• _PROBLEM TO WORK ON_
Look below for the line containing "use levy_core::TaxEstimator;" and the line containing "clear all fields"; repeat exactly those two lines and all lines between them, and nothing else.

• _Stored items_
::::::::::
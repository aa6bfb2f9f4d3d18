//! Line-oriented interactive form.
//!
//! Each input line is one command. Lookups and suggestion queries run as
//! background tasks so the prompt stays responsive; their results go
//! through [`AppState`]'s ticket check before anything is displayed.

use std::io::Write;
use std::str::FromStr;
use std::sync::Arc;

use anyhow::Result;
use levy_core::TaxEstimator;
use levy_core::input::autocomplete::suggestion_query;
use thiserror::Error;
use tokio::io::{AsyncBufRead, AsyncBufReadExt, BufReader};
use tokio::sync::{Mutex, mpsc};
use tokio::task::JoinHandle;
use tracing::{debug, info};

use crate::logging;
use crate::render::{render_form, render_output, render_suggestions};
use crate::state::{AppState, SelectionError, Submission};

pub const HELP: &str = "\
Commands:
  address <text>    set the property address (3+ characters lists suggestions)
  parcel <id>       set the parcel ID (digits only)
  assessed <n>      set the assessed value
  exemption <n>     set the exemption amount
  clear             clear all fields
  estimate          compute the tax share for the current fields
  suggest <text>    list addresses matching <text>
  select <n>        use suggestion <n> as the property address
  dismiss           close the suggestion list
  show              show the current fields and results
  log <level>       change the log filter (e.g. debug)
  help              show this help
  quit              leave the session
";

#[derive(Debug, Clone, PartialEq, Eq)]
pub enum SessionCommand {
    Address(String),
    Parcel(String),
    Assessed(String),
    Exemption(String),
    Clear,
    Estimate,
    Suggest(String),
    Select(usize),
    Dismiss,
    Show,
    Log(String),
    Help,
    Quit,
}

#[derive(Debug, Clone, Error, PartialEq, Eq)]
pub enum ParseCommandError {
    #[error("empty command")]
    Empty,

    #[error("unknown command '{0}'; type 'help' for a list")]
    Unknown(String),

    #[error("'{0}' needs an argument")]
    MissingArgument(&'static str),

    #[error("'{0}' is not a suggestion number")]
    BadIndex(String),
}

impl FromStr for SessionCommand {
    type Err = ParseCommandError;

    fn from_str(line: &str) -> Result<Self, Self::Err> {
        let line = line.trim();
        let (word, rest) = line.split_once(char::is_whitespace).unwrap_or((line, ""));
        let rest = rest.trim();
        let arg = |name: &'static str| {
            if rest.is_empty() {
                Err(ParseCommandError::MissingArgument(name))
            } else {
                Ok(rest.to_string())
            }
        };

        match word.to_ascii_lowercase().as_str() {
            "" => Err(ParseCommandError::Empty),
            // Empty arguments clear the field.
            "address" => Ok(Self::Address(rest.to_string())),
            "parcel" => Ok(Self::Parcel(rest.to_string())),
            "assessed" => Ok(Self::Assessed(rest.to_string())),
            "exemption" => Ok(Self::Exemption(rest.to_string())),
            "clear" => Ok(Self::Clear),
            "estimate" | "go" => Ok(Self::Estimate),
            "suggest" => arg("suggest").map(Self::Suggest),
            "select" => {
                let raw = arg("select")?;
                match raw.parse::<usize>() {
                    Ok(n) if n > 0 => Ok(Self::Select(n)),
                    _ => Err(ParseCommandError::BadIndex(raw)),
                }
            }
            "dismiss" => Ok(Self::Dismiss),
            "show" => Ok(Self::Show),
            "log" => arg("log").map(Self::Log),
            "help" | "?" => Ok(Self::Help),
            "quit" | "exit" => Ok(Self::Quit),
            other => Err(ParseCommandError::Unknown(other.to_string())),
        }
    }
}

/// What the loop should do after a command.
#[derive(Debug)]
pub enum Flow {
    Continue,
    /// A background task was started; its output arrives on the channel.
    Pending(JoinHandle<()>),
    Quit,
}

pub struct Session {
    state: Arc<Mutex<AppState>>,
    estimator: TaxEstimator,
    project_name: String,
    output: mpsc::UnboundedSender<String>,
}

impl Session {
    /// Creates a session whose display text is sent to `output`.
    pub fn new(
        estimator: TaxEstimator,
        project_name: impl Into<String>,
        output: mpsc::UnboundedSender<String>,
    ) -> Self {
        Self {
            state: Arc::new(Mutex::new(AppState::new())),
            estimator,
            project_name: project_name.into(),
            output,
        }
    }

    pub fn state(&self) -> Arc<Mutex<AppState>> {
        self.state.clone()
    }

    fn emit(
        &self,
        text: impl Into<String>,
    ) {
        let _ = self.output.send(text.into());
    }

    pub async fn handle(
        &self,
        command: SessionCommand,
    ) -> Flow {
        match command {
            SessionCommand::Address(text) => {
                self.state.lock().await.form.set_street_address(&text);
                match suggestion_query(&text) {
                    Some(query) => self.spawn_suggestions(query.to_string()).await,
                    None => {
                        self.state.lock().await.suggestions.dismiss();
                        Flow::Continue
                    }
                }
            }
            SessionCommand::Parcel(text) => {
                let mut state = self.state.lock().await;
                state.form.set_parcel_id(&text);
                if state.form.parcel_id.is_empty() && !text.trim().is_empty() {
                    self.emit("Parcel ID accepts digits only; field cleared.\n");
                }
                Flow::Continue
            }
            SessionCommand::Assessed(text) => {
                self.state.lock().await.form.set_assessed_value(&text);
                Flow::Continue
            }
            SessionCommand::Exemption(text) => {
                self.state.lock().await.form.set_exemption_value(&text);
                Flow::Continue
            }
            SessionCommand::Clear => {
                self.state.lock().await.form.clear();
                Flow::Continue
            }
            SessionCommand::Estimate => self.submit().await,
            SessionCommand::Suggest(text) => self.spawn_suggestions(text).await,
            SessionCommand::Select(number) => {
                let mut state = self.state.lock().await;
                let selected = match number.checked_sub(1) {
                    Some(index) => state.select_suggestion(index),
                    None => Err(SelectionError::OutOfRange(number)),
                };
                match selected {
                    Ok(chosen) => self.emit(format!("Property Address: {}\n", chosen.full_address)),
                    Err(err) => self.emit(format!("{err}\n")),
                }
                Flow::Continue
            }
            SessionCommand::Dismiss => {
                self.state.lock().await.suggestions.dismiss();
                Flow::Continue
            }
            SessionCommand::Show => {
                let state = self.state.lock().await;
                self.emit(format!(
                    "{}\n{}{}",
                    render_form(&state),
                    render_output(&self.project_name, &state.output),
                    render_suggestions(&state)
                ));
                Flow::Continue
            }
            SessionCommand::Log(level) => {
                match logging::set_log_level(&level) {
                    Ok(()) => self.emit(format!("Log filter set to '{level}'.\n")),
                    Err(err) => self.emit(format!("{err}\n")),
                }
                Flow::Continue
            }
            SessionCommand::Help => {
                self.emit(HELP);
                Flow::Continue
            }
            SessionCommand::Quit => Flow::Quit,
        }
    }

    async fn submit(&self) -> Flow {
        let mut state = self.state.lock().await;
        let (ticket, mode) = match state.submit() {
            Submission::Rejected => {
                self.emit(render_output(&self.project_name, &state.output));
                return Flow::Continue;
            }
            Submission::Pending(ticket, mode) => (ticket, mode),
        };
        drop(state);

        if mode.needs_lookup() {
            self.emit("Looking up property...\n");
        }

        let shared = self.state.clone();
        let estimator = self.estimator.clone();
        let project_name = self.project_name.clone();
        let output = self.output.clone();
        Flow::Pending(tokio::spawn(async move {
            let outcome = estimator.run(mode).await;
            let mut state = shared.lock().await;
            if state.apply(ticket, outcome) {
                let _ = output.send(render_output(&project_name, &state.output));
            }
        }))
    }

    async fn spawn_suggestions(
        &self,
        query: String,
    ) -> Flow {
        let ticket = self.state.lock().await.begin_suggestion();

        let shared = self.state.clone();
        let estimator = self.estimator.clone();
        let output = self.output.clone();
        Flow::Pending(tokio::spawn(async move {
            let result = estimator.suggest(&query).await;
            let mut state = shared.lock().await;
            match result {
                Ok(candidates) => {
                    if state.apply_suggestions(ticket, candidates) && state.suggestions.is_open() {
                        let _ = output.send(render_suggestions(&state));
                    }
                }
                Err(err) => {
                    debug!(ticket = ticket.number(), %err, "suggestion query failed");
                    if state.is_current_suggestion(ticket) {
                        let _ = output.send(format!("{err}\n"));
                    }
                }
            }
        }))
    }
}

/// Runs the session against stdin/stdout until `quit` or end of input.
pub async fn run_interactive(
    estimator: TaxEstimator,
    project_name: &str,
) -> Result<()> {
    let (tx, rx) = mpsc::unbounded_channel();
    let session = Session::new(estimator, project_name, tx);

    println!("{project_name} tax share estimator. Type 'help' for commands.");
    info!("interactive session started");
    drive(session, rx, BufReader::new(tokio::io::stdin()), &mut std::io::stdout()).await?;
    info!("interactive session ended");
    Ok(())
}

/// Feeds `input` line by line into `session`, writing its output to `out`.
///
/// Returns once input ends (or `quit` is read) and every background task
/// the session started has reported.
pub async fn drive<R, W>(
    session: Session,
    mut rx: mpsc::UnboundedReceiver<String>,
    input: R,
    out: &mut W,
) -> Result<()>
where
    R: AsyncBufRead + Unpin,
    W: Write,
{
    let mut lines = input.lines();

    loop {
        tokio::select! {
            line = lines.next_line() => {
                let Some(line) = line? else { break };
                match line.parse::<SessionCommand>() {
                    Ok(command) => {
                        if let Flow::Quit = session.handle(command).await {
                            break;
                        }
                    }
                    Err(ParseCommandError::Empty) => {}
                    Err(err) => writeln!(out, "{err}")?,
                }
            }
            Some(text) = rx.recv() => {
                write!(out, "{text}")?;
                out.flush()?;
            }
        }
    }

    // Tasks hold clones of the sender; the channel closes once they finish.
    drop(session);
    while let Some(text) = rx.recv().await {
        write!(out, "{text}")?;
    }
    out.flush()?;
    Ok(())
}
::::::::::
• _WRITTEN ANSWER_
use levy_core::TaxEstimator;
use levy_core::input::autocomplete::suggestion_query;
use thiserror::Error;
use tokio::io::{AsyncBufRead, AsyncBufReadExt, BufReader};
use tokio::sync::{Mutex, mpsc};
use tokio::task::JoinHandle;
use tracing::{debug, info};

use crate::logging;
use crate::render::{render_form, render_output, render_suggestions};
use crate::state::{AppState, SelectionError, Submission};

pub const HELP: &str = "\
Commands:
  address <text>    set the property address (3+ characters lists suggestions)
  parcel <id>       set the parcel ID (digits only)
  assessed <n>      set the assessed value
  exemption <n>     set the exemption amount
  clear             clear all fields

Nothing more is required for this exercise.